Copy out exactly the lines from the start of the data to the line containing "and every pending". Include both.
### Supplied data
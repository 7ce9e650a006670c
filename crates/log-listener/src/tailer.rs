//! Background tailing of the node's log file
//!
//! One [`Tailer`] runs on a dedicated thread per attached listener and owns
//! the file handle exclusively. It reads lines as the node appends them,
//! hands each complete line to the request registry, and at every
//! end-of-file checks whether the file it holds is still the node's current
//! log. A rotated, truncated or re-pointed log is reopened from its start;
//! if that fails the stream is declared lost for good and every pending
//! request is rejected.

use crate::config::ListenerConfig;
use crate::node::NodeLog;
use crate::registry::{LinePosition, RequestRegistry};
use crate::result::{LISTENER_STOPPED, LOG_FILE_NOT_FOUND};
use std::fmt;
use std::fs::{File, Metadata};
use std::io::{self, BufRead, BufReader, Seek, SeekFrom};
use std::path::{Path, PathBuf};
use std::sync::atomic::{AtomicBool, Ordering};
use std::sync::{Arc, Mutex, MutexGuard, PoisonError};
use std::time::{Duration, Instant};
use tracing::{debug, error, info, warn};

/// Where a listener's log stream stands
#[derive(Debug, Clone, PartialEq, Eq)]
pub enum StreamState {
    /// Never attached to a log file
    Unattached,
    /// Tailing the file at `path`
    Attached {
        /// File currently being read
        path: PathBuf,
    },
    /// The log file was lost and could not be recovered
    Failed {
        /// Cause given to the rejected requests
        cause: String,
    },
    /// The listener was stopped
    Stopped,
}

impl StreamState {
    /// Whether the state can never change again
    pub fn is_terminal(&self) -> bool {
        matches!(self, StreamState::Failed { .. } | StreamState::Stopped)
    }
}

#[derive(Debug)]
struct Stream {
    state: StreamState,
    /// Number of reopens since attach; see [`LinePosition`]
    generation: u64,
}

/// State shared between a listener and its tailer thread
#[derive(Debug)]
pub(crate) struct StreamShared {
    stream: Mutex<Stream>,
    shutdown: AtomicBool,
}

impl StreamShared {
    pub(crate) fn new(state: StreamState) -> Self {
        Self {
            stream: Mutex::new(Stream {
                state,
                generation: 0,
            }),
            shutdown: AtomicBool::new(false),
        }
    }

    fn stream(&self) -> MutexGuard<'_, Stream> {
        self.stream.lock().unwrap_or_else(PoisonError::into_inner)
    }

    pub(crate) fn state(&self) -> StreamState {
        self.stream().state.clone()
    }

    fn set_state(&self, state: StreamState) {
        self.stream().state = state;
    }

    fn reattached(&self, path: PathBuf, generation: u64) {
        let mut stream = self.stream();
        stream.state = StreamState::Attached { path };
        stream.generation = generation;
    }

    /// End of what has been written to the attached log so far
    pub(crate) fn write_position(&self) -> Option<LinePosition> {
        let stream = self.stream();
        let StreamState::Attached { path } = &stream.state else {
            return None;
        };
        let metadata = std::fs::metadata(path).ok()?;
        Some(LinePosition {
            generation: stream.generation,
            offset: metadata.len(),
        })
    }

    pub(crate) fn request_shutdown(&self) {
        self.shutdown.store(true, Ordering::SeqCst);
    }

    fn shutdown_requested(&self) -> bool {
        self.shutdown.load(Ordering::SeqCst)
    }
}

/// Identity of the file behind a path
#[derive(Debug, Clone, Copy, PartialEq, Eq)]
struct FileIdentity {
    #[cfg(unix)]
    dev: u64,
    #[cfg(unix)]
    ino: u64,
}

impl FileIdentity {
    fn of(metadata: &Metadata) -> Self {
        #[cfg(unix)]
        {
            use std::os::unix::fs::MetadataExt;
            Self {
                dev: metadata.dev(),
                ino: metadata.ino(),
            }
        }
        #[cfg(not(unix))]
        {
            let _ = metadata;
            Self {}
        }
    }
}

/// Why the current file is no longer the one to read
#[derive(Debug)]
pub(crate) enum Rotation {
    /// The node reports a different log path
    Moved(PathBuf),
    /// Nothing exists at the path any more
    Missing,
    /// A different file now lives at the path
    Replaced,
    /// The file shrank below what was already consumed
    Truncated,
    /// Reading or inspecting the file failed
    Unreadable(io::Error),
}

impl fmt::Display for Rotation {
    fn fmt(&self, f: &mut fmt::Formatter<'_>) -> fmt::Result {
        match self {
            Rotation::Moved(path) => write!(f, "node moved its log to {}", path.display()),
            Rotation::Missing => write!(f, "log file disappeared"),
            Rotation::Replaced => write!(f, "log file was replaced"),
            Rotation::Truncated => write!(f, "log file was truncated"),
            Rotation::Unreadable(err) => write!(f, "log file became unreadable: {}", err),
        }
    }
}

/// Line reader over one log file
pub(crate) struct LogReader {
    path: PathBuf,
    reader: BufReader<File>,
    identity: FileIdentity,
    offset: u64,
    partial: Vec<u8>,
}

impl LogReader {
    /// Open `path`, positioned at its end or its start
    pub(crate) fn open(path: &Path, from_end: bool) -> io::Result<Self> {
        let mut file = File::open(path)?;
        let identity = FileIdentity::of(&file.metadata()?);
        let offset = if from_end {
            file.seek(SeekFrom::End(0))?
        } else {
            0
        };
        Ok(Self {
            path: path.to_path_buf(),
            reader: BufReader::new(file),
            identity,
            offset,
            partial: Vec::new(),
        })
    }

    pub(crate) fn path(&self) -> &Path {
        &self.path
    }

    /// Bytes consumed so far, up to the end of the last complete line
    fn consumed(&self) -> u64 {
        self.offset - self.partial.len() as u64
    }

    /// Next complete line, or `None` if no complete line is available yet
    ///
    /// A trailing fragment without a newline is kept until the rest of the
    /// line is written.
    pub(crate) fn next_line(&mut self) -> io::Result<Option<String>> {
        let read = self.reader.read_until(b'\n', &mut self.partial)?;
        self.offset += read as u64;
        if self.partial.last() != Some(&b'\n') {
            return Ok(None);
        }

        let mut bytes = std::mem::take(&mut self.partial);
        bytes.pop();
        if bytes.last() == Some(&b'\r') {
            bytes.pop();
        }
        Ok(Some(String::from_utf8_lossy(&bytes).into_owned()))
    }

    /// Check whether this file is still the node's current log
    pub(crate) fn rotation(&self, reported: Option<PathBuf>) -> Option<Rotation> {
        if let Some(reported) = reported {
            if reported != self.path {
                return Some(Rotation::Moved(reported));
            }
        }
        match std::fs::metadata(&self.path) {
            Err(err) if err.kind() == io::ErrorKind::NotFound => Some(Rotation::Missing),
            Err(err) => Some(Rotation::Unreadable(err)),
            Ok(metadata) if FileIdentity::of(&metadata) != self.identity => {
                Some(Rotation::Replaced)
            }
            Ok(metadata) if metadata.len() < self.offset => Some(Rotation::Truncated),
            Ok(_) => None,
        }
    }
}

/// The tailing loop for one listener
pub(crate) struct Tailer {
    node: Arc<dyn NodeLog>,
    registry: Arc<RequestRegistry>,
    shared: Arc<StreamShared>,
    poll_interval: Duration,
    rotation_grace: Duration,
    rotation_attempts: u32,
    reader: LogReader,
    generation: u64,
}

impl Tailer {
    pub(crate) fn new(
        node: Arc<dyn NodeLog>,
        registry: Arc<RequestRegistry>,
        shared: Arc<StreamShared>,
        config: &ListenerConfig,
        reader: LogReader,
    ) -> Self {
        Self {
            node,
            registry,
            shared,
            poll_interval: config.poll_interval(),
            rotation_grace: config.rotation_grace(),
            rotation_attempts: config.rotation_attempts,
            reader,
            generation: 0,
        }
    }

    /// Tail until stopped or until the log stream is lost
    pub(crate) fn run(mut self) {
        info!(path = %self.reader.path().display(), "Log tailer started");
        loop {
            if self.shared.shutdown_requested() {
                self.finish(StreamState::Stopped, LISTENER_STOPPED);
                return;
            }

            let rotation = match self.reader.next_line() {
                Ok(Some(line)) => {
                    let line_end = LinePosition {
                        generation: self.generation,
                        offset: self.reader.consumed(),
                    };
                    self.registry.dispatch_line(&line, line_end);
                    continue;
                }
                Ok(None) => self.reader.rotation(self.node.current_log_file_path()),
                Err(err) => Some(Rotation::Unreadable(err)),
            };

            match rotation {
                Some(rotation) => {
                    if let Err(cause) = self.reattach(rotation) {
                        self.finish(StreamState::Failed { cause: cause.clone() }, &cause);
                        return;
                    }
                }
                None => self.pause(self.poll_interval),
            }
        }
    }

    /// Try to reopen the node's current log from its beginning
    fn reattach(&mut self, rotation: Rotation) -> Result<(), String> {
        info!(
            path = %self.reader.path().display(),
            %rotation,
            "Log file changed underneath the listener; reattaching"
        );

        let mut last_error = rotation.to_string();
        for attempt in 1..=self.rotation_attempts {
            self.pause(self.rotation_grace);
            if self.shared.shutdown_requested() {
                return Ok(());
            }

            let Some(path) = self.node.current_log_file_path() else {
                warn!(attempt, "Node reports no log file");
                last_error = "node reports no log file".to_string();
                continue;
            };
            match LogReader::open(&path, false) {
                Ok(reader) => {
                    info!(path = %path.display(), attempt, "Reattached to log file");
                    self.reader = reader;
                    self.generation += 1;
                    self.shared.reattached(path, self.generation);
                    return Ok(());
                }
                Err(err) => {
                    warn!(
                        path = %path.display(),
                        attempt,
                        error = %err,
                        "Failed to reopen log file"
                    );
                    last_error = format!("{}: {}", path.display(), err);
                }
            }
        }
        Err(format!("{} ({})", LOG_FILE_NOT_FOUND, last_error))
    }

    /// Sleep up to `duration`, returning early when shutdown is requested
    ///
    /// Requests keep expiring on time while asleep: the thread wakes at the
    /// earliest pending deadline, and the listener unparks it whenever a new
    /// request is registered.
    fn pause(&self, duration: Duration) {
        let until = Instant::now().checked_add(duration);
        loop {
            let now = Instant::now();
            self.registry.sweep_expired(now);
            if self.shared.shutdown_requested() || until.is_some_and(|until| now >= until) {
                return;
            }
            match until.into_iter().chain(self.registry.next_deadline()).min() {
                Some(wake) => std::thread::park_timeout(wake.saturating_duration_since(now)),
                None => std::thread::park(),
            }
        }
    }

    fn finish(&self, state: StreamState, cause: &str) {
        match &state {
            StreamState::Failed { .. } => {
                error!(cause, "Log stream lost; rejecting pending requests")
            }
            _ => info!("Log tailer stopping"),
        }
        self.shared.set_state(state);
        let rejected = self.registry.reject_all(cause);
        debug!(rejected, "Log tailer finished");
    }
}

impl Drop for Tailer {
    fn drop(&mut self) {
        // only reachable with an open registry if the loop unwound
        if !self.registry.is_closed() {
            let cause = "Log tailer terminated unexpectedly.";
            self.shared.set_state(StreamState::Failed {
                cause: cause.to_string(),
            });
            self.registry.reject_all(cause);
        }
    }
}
######
▸ Reply to the task:
repository 7ce9e650a006670c
filename crates/log-listener/src/tailer.rs
//! Background tailing of the node's log file
//!
//! One [`Tailer`] runs on a dedicated thread per attached listener and owns
//! the file handle exclusively. It reads lines as the node appends them,
//! hands each complete line to the request registry, and at every
//! end-of-file checks whether the file it holds is still the node's current
//! log. A rotated, truncated or re-pointed log is reopened from its start;
//! if that fails the stream is declared lost for good and every pending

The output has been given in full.